Breaking News

25 January, 2012

 
Duluuuuuuuuuuuu.. mikir banget, waktu dengar ada seorang ustadzah yang menurutku waktu ituuuu.. ’memaksa’ anaknya untuk berpuasa. Asal tau saja, anak dari ustadzah tersebut masih berumur 3,5 tahun. Ingat kisah awalnya, sang ustadzah, mesti menghadapi raungan, amukan dan rengekan sang anak yang ditambah dengan rayuan. Ustadzah hanya memeluk sang anak erat, sambil memberi motivasi kepada anaknya dengan memanggil dengan sebutan ’anak shalih’. Beberapa kali si kecil yang sedang kelaparan itu, mulai memukul, menendang dan memcakar umminya. Ustadzah itu hanya berusaha menahan setiap ’serangan’ dengan lembut dan melancarkan rayuan dan bujukan, hingga balita itu diam dan mulai asik dengan mainannya. Begitulah..

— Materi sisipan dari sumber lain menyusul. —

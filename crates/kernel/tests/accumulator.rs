//! Cross-domain accumulation: exact, order independent, reset discipline.

use glam::Vec2;
use kernel::{
    fixed_point::{from_fixed, to_fixed},
    AccumulatorError, CrossDomainAccumulator, ExecBackend, PrecisionTable, RbAdjustment,
};
use proptest::prelude::*;

fn contribution(i: usize) -> (Vec2, Vec2, f32) {
    let t = i as f32;
    (
        Vec2::new((t * 0.37).sin() * 0.01, (t * 0.11).cos() * 0.01),
        Vec2::new((t * 1.3).sin(), (t * 0.7).cos()),
        (t * 0.05).sin() * 0.2,
    )
}

#[test]
fn many_lanes_sum_exactly() {
    let acc = CrossDomainAccumulator::new(1, PrecisionTable::default());
    acc.reset(0).unwrap();

    let backend = ExecBackend::parallel(8).unwrap();
    let lanes = 10_000;
    backend.for_each_lane(lanes, |i| {
        let (dp, dv, dr) = contribution(i);
        acc.accumulate(0, dp, dv, dr, Vec2::ZERO, Vec2::ZERO).unwrap();
    });

    // integer sum of the individually encoded contributions
    let p = PrecisionTable::default();
    let mut expected = RbAdjustment::default();
    for i in 0..lanes {
        let (dp, dv, dr) = contribution(i);
        expected.delta_pos[0] += to_fixed(dp.x, p.rigid_body);
        expected.delta_pos[1] += to_fixed(dp.y, p.rigid_body);
        expected.delta_vel[0] += to_fixed(dv.x, p.rigid_body);
        expected.delta_vel[1] += to_fixed(dv.y, p.rigid_body);
        expected.delta_rot_vel += to_fixed(dr, p.rigid_body_rotation);
    }
    assert_eq!(acc.consume(0).unwrap(), expected);
}

#[test]
fn reset_after_consume_yields_zero() {
    let acc = CrossDomainAccumulator::new(2, PrecisionTable::default());
    acc.reset(1).unwrap();
    acc.accumulate(1, Vec2::ONE, Vec2::ONE, 1.0, Vec2::ONE, Vec2::ONE).unwrap();
    assert!(!acc.consume(1).unwrap().is_zero());

    acc.reset(1).unwrap();
    assert!(acc.consume(1).unwrap().is_zero());
}

#[test]
fn consume_without_reset_is_an_error() {
    let acc = CrossDomainAccumulator::new(1, PrecisionTable::default());
    assert_eq!(acc.consume(0), Err(AccumulatorError::NotReset { body: 0 }));

    // accumulating does not open the slot
    acc.accumulate(0, Vec2::ONE, Vec2::ZERO, 0.0, Vec2::ZERO, Vec2::ZERO).unwrap();
    assert_eq!(acc.consume(0), Err(AccumulatorError::NotReset { body: 0 }));
}

#[test]
fn recorded_forces_survive_until_consume() {
    let acc = CrossDomainAccumulator::new(1, PrecisionTable::default());
    acc.reset(0).unwrap();
    acc.accumulate(0, Vec2::ZERO, Vec2::ZERO, 0.0, Vec2::new(2.0, 0.0), Vec2::new(0.0, -1.0)).unwrap();
    acc.accumulate(0, Vec2::ZERO, Vec2::ZERO, 0.0, Vec2::new(1.0, 0.0), Vec2::ZERO).unwrap();
    let snap = acc.snapshot(0).unwrap();
    let p = PrecisionTable::default().rigid_body;
    assert_eq!(from_fixed(snap.recorded_spring_force[0], p), 3.0);
    assert_eq!(from_fixed(snap.recorded_friction_force[1], p), -1.0);
}

proptest! {
    #[test]
    fn arrival_order_does_not_matter(
        (values, shuffled_values) in prop::collection::vec((-5.0f32..5.0, -5.0f32..5.0, -3.0f32..3.0), 1..50)
            .prop_flat_map(|v| (Just(v.clone()), Just(v).prop_shuffle())),
    ) {
        let forward = CrossDomainAccumulator::new(1, PrecisionTable::default());
        let shuffled = CrossDomainAccumulator::new(1, PrecisionTable::default());
        forward.reset(0).unwrap();
        shuffled.reset(0).unwrap();

        for &(x, y, r) in &values {
            forward.accumulate(0, Vec2::new(x, y), Vec2::new(y, x), r, Vec2::ZERO, Vec2::ZERO).unwrap();
        }
        for &(x, y, r) in &shuffled_values {
            shuffled.accumulate(0, Vec2::new(x, y), Vec2::new(y, x), r, Vec2::ZERO, Vec2::ZERO).unwrap();
        }
        prop_assert_eq!(forward.consume(0).unwrap(), shuffled.consume(0).unwrap());
    }
}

Dan hasilnya.. sebulan penuh tanpa batal.. :D
Pertanyaan Utama:

*Itukan anak ustadzah. Pada umumnya, bisakah balita kita berpuasa.?

Jawabannya.. BISA..!!!

>>Sembilan tahun mengajar, ada saja teman-teman kecil yang telah dilatih ayah bundanya untuk berpuasa. Ada yang memulainya dengan berbuka di jam 10 pagi. Ada juga yang sahurnya, di sesuaikan dengan waktu bangun sang anak. (Ex: anak bangun jam 7, anggaplah itu sahur-nya) Bahkan, sudah dua tahun ini, ada teman kecil yang berpuasa sebulan penuh, dari waktu sahur hingga bedug maghrib. Beberapa dari mereka juga, ada yang dilatih untuk berpuasa sunnah. Apakah mereka semuanya anak ustadzah..?? Bukaaan.. Sebagian besar, anak dari bunda yang ngakunya bukan ustadzah.. hehe..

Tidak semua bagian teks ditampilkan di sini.